In the early 1940’s, Todd Webb was living in Detroit and working for Chrysler. During his time at the company, he became friends with a co-worker by the name Harry Callahan. The two of them were both members of the company’s camera club, an affiliation that would lead them to take a workshop with Ansel Adams. Long story short, the ten day seminar with Adams proved to be a pivotal experience for the two men; a catalyst that changed the course of their lives and reverberates to this day in the annals of photographic history.

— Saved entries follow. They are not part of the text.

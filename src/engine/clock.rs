//! Time source for "now"-relative decisions
//!
//! Occupancy, expiring cards and re-enable eligibility all depend on the
//! current instant. The service reads it through [`Clock`] so tests can pin it.

use chrono::{DateTime, Duration, Utc};
use parking_lot::Mutex;
use tracing::debug;

/// Source of the current instant
pub trait Clock: Send + Sync {
    /// The current instant
    fn now(&self) -> DateTime<Utc>;
}

/// Wall-clock time
#[derive(Debug, Clone, Copy, Default)]
pub struct SystemClock;

impl Clock for SystemClock {
    fn now(&self) -> DateTime<Utc> {
        Utc::now()
    }
}

/// A clock pinned to a settable instant
#[derive(Debug)]
pub struct FixedClock {
    now: Mutex<DateTime<Utc>>,
}

impl FixedClock {
    /// Create a clock reading `now`
    pub fn new(now: DateTime<Utc>) -> Self {
        Self { now: Mutex::new(now) }
    }

    /// Move the clock to `now`
    pub fn set(&self, now: DateTime<Utc>) {
        *self.now.lock() = now;
    }

    /// Advance the clock by `duration`
    pub fn advance_by(&self, duration: Duration) {
        let mut now = self.now.lock();
        *now = *now + duration;
        debug!(now = %*now, "Advanced fixed clock by {}", duration);
    }
}

impl Clock for FixedClock {
    fn now(&self) -> DateTime<Utc> {
        *self.now.lock()
    }
}
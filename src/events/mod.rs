//! Badge-swipe events and the records derived from them
//!
//! # Overview
//!
//! - **Event**: an immutable IN/OUT swipe, totally ordered by `(timestamp, id)`
//! - **EventQuery**: time range plus optional client and area filters
//! - **Timeline**: events grouped into chronologically sorted (client, area) lanes
//! - **Session / Occupant / BadgeInArea / ViolationRecord**: derived views
//!
//! # Usage Example
//!
//! ```rust
//! use physical_access_engine::events::*;
//! use physical_access_engine::types::*;
//! use chrono::{TimeZone, Utc};
//!
//! let entry = Event::new(
//!     EventId(1),
//!     ClientId(42),
//!     AreaId(1),
//!     Direction::In,
//!     Utc.with_ymd_and_hms(2024, 1, 1, 9, 0, 0).unwrap(),
//! );
//!
//! let timeline = Timeline::from_events(vec![entry.clone()]);
//! assert_eq!(timeline.lane(&entry.lane()).len(), 1);
//! ```

pub mod derived;
pub mod event;
pub mod timeline;

// Re-export all public types for convenience
pub use derived::*;
pub use event::*;
pub use timeline::*;
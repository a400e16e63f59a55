//! Occupancy resolution
//!
//! A client occupies an area exactly when the chronologically last event of
//! its (client, area) lane, among events up to the as-of cutoff, is an entry.
//! One pass over the lanes, last write wins.

use chrono::{DateTime, Utc};
use std::collections::{BTreeMap, HashSet};
use tracing::{debug, warn};

use super::EngineResult;
use crate::area::AreaSelector;
use crate::events::{BadgeInArea, EventQuery, Occupant, Timeline};
use crate::store::UnitOfWork;
use crate::types::{ClientId, Cutoff, TimeRange};

/// Resolves who is inside a selection of areas
#[derive(Debug, Clone, Copy, Default)]
pub struct OccupancyResolver {
    requires_active_card: bool,
}

impl OccupancyResolver {
    /// Create a resolver.
    ///
    /// With `requires_active_card` set, occupants holding no card unexpired at
    /// the as-of instant are left out.
    pub fn new(requires_active_card: bool) -> Self {
        Self { requires_active_card }
    }

    /// Clients inside the areas `alias` resolves to, as of `as_of`
    pub fn currently_in(
        &self,
        unit: &dyn UnitOfWork,
        alias: &str,
        as_of: &Cutoff,
    ) -> EngineResult<Vec<Occupant>> {
        let selector = AreaSelector::resolve(alias, &unit.areas()?)?;

        let history = TimeRange::new(DateTime::<Utc>::MIN_UTC, *as_of);
        let events = unit
            .events(&EventQuery::new(history))?
            .into_iter()
            .filter(|event| selector.contains(event.area_id));
        let timeline = Timeline::from_events(events);

        let mut occupants = occupants(&timeline);

        if self.requires_active_card {
            let instant = as_of.end_instant();
            let carded: HashSet<ClientId> = unit
                .cards(None)?
                .into_iter()
                .filter(|card| card.is_active_at(instant))
                .map(|card| card.client_id)
                .collect();
            occupants.retain(|occupant| carded.contains(&occupant.client_id));
        }

        debug!(
            alias = selector.alias(),
            areas = selector.len(),
            lanes = timeline.lane_count(),
            occupants = occupants.len(),
            "Resolved occupancy"
        );
        Ok(occupants)
    }

    /// Occupants joined with their badge and area, one row per occupant
    pub fn badge_in_areas(
        &self,
        unit: &dyn UnitOfWork,
        alias: &str,
        as_of: &Cutoff,
    ) -> EngineResult<Vec<BadgeInArea>> {
        let occupants = self.currently_in(unit, alias, as_of)?;

        let badges: BTreeMap<_, _> =
            unit.badges(None)?.into_iter().map(|badge| (badge.client_id, badge)).collect();
        let names: BTreeMap<_, _> = unit
            .clients(None)?
            .into_iter()
            .map(|client| (client.id, client.display_name()))
            .collect();
        let areas: BTreeMap<_, _> =
            unit.areas()?.into_iter().map(|area| (area.id, area.name)).collect();

        let mut rows = Vec::with_capacity(occupants.len());
        for occupant in occupants {
            let Some(badge) = badges.get(&occupant.client_id) else {
                warn!(client = %occupant.client_id, "Occupant has no badge, skipping");
                continue;
            };
            rows.push(BadgeInArea {
                badge_id: badge.id,
                client_id: occupant.client_id,
                client_name: names.get(&occupant.client_id).cloned().unwrap_or_default(),
                area_id: occupant.area_id,
                area_name: areas.get(&occupant.area_id).cloned().unwrap_or_default(),
                entered_at: occupant.entered_at,
            });
        }
        Ok(rows)
    }
}

/// Occupants of a timeline, ordered by (area, entered_at, client)
pub fn occupants(timeline: &Timeline) -> Vec<Occupant> {
    let mut occupants: Vec<Occupant> = timeline
        .last_events()
        .filter(|event| event.is_entry())
        .map(|event| Occupant {
            client_id: event.client_id,
            area_id: event.area_id,
            entered_at: event.timestamp,
            entry_event: event.id,
        })
        .collect();
    occupants.sort_by_key(|o| (o.area_id, o.entered_at, o.client_id));
    occupants
}

#[cfg(test)]
mod tests {
    use super::*;
    use crate::area::Area;
    use crate::client::{Badge, Card, Client};
    use crate::store::{DataAccess, Dataset, InMemoryStore};
    use crate::events::Event;
    use crate::types::{AreaId, BadgeId, CardId, Direction, EventId};
    use chrono::{Duration, TimeZone};

    fn at(hour: u32, minute: u32) -> DateTime<Utc> {
        Utc.with_ymd_and_hms(2024, 1, 1, hour, minute, 0).unwrap()
    }

    fn event(id: i64, client: i32, area: i32, direction: Direction, ts: DateTime<Utc>) -> Event {
        Event::new(EventId(id), ClientId(client), AreaId(area), direction, ts)
    }

    fn store() -> InMemoryStore {
        let dataset = Dataset {
            clients: vec![
                Client::new(ClientId(42), "jdoe", "Jane", "Doe"),
                Client::new(ClientId(7), "rroe", "Rick", "Roe"),
            ],
            badges: vec![
                Badge::new(BadgeId(1), ClientId(42), at(0, 0)),
                Badge::new(BadgeId(2), ClientId(7), at(0, 0)),
            ],
            cards: vec![Card {
                id: CardId(1),
                badge_id: BadgeId(1),
                client_id: ClientId(42),
                number: "0042-01".to_string(),
                expire_on: at(0, 0) + Duration::days(30),
            }],
            areas: vec![
                Area::new(AreaId(1), "Bay 1", Some("cleanroom")),
                Area::new(AreaId(2), "ROBIN", Some("robin")),
            ],
            events: vec![
                event(1, 42, 1, Direction::In, at(9, 0)),
                event(2, 7, 1, Direction::In, at(9, 5)),
                event(3, 7, 2, Direction::In, at(9, 10)),
                event(4, 7, 1, Direction::Out, at(10, 0)),
            ],
        };
        InMemoryStore::from_dataset(dataset).unwrap()
    }

    #[test]
    fn test_last_event_decides_occupancy() {
        let store = store();
        let unit = store.start().unwrap();
        let resolver = OccupancyResolver::default();

        let inside = resolver.currently_in(unit.as_ref(), "cleanroom", &Cutoff::At(at(12, 0))).unwrap();
        assert_eq!(inside.len(), 1);
        assert_eq!(inside[0].client_id, ClientId(42));
        assert_eq!(inside[0].entry_event, EventId(1));

        let earlier = resolver.currently_in(unit.as_ref(), "cleanroom", &Cutoff::At(at(9, 30))).unwrap();
        let clients: Vec<_> = earlier.iter().map(|o| o.client_id).collect();
        assert_eq!(clients, vec![ClientId(42), ClientId(7)]);
    }

    #[test]
    fn test_all_alias_spans_areas() {
        let store = store();
        let unit = store.start().unwrap();
        let inside = OccupancyResolver::default()
            .currently_in(unit.as_ref(), "all", &Cutoff::At(at(12, 0)))
            .unwrap();

        let pairs: Vec<_> = inside.iter().map(|o| (o.area_id, o.client_id)).collect();
        assert_eq!(pairs, vec![(AreaId(1), ClientId(42)), (AreaId(2), ClientId(7))]);
    }

    #[test]
    fn test_unknown_alias_is_validation_error() {
        let store = store();
        let unit = store.start().unwrap();
        let result =
            OccupancyResolver::default().currently_in(unit.as_ref(), "bogus", &Cutoff::At(at(12, 0)));
        assert!(matches!(result, Err(crate::engine::EngineError::Validation(_))));
    }

    #[test]
    fn test_active_card_requirement() {
        let store = store();
        let unit = store.start().unwrap();
        let inside = OccupancyResolver::new(true)
            .currently_in(unit.as_ref(), "all", &Cutoff::At(at(12, 0)))
            .unwrap();

        // Client 7 holds no card
        assert_eq!(inside.len(), 1);
        assert_eq!(inside[0].client_id, ClientId(42));
    }

    #[test]
    fn test_badge_in_areas_joins_records() {
        let store = store();
        let unit = store.start().unwrap();
        let rows = OccupancyResolver::default()
            .badge_in_areas(unit.as_ref(), "all", &Cutoff::At(at(12, 0)))
            .unwrap();

        assert_eq!(rows.len(), 2);
        assert_eq!(rows[0].badge_id, BadgeId(1));
        assert_eq!(rows[0].client_name, "Doe, Jane");
        assert_eq!(rows[0].area_name, "Bay 1");
        assert_eq!(rows[1].area_name, "ROBIN");
    }

    #[test]
    fn test_occupants_from_timeline() {
        let timeline = Timeline::from_events(vec![
            event(1, 1, 1, Direction::In, at(9, 0)),
            event(2, 1, 1, Direction::Out, at(9, 0)),
            event(3, 2, 1, Direction::Out, at(9, 0)),
            event(4, 2, 1, Direction::In, at(9, 0)),
        ]);

        // Same timestamp: identifier order decides the last event
        let inside = occupants(&timeline);
        assert_eq!(inside.len(), 1);
        assert_eq!(inside[0].client_id, ClientId(2));
    }
}
//! Core types and identifiers for the physical access engine
//!
//! This module contains fundamental types, identifiers, and configuration structures
//! used throughout the engine.
//!
//! # Overview
//!
//! - **Identifiers**: integer newtypes for clients, badges, cards, areas and events
//! - **Enums**: swipe direction, access status, violation kinds and policies
//! - **Cutoffs**: date and date-time bounds for range queries
//! - **Configuration**: engine configuration with validation and CLI support
//!
//! # Usage Example
//!
//! ```rust
//! use physical_access_engine::types::*;
//!
//! let client = ClientId(42);
//! assert_eq!(client.to_string(), "CLIENT_42");
//! assert!(ClientId(0).as_filter().is_none());
//!
//! let window: TimeRange = TimeRange::new(
//!     "2024-01-01".parse::<Cutoff>().unwrap(),
//!     "2024-01-31".parse::<Cutoff>().unwrap(),
//! );
//! assert!(!window.is_inverted());
//!
//! let config = EngineConfig::default();
//! assert_eq!(config.default_reenable_days, 30);
//! ```

pub mod config;
pub mod cutoff;
pub mod enums;
pub mod identifiers;

// Re-export all public types for convenience
pub use config::*;
pub use cutoff::*;
pub use enums::*;
pub use identifiers::*;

Encouraged by Adams, Webb began to work with a large format camera, a shift that led to his early attempts at portraiture. The dozen images that follow represent Webb’s first foray into photographing people, something that would become one of his great strengths as an artist. According to his journal, the photographs depict a family in his neighborhood in Detroit with whom he became friendly with. In 1941 he writes:
“I walked by their house on a Sunday afternoon and two of the boys were on the porch and we said ‘hello’ as usual. I asked if I could make a picture of them and they said ‘sure’. I told them I would bring a print for each of them the following week. The negatives were about the best I had made up to that time. Next Sunday, I took the quite fine prints and gave them to the boys and the whole family was delighted and I learned a lot about them. There were twenty-five children with the same father and mother. They ranged from 32 to 4 years old. Nine of the boys were already in the Army. I made pictures of the family and we were all pleased. I sent a set to Ansel and he was delighted and told me that when I went east to boot camp I should stop in New York, take the pictures to An American Place, and show them to Dorthothy Norman.”
When Webb arrived in New York, he took Ansel’s suggestion and stopped in at An American Place. There he met Alfred Stieglitz who was impressed by him and his photographs of Detroit. They would remain friends until Stieglitz’s death in 1946.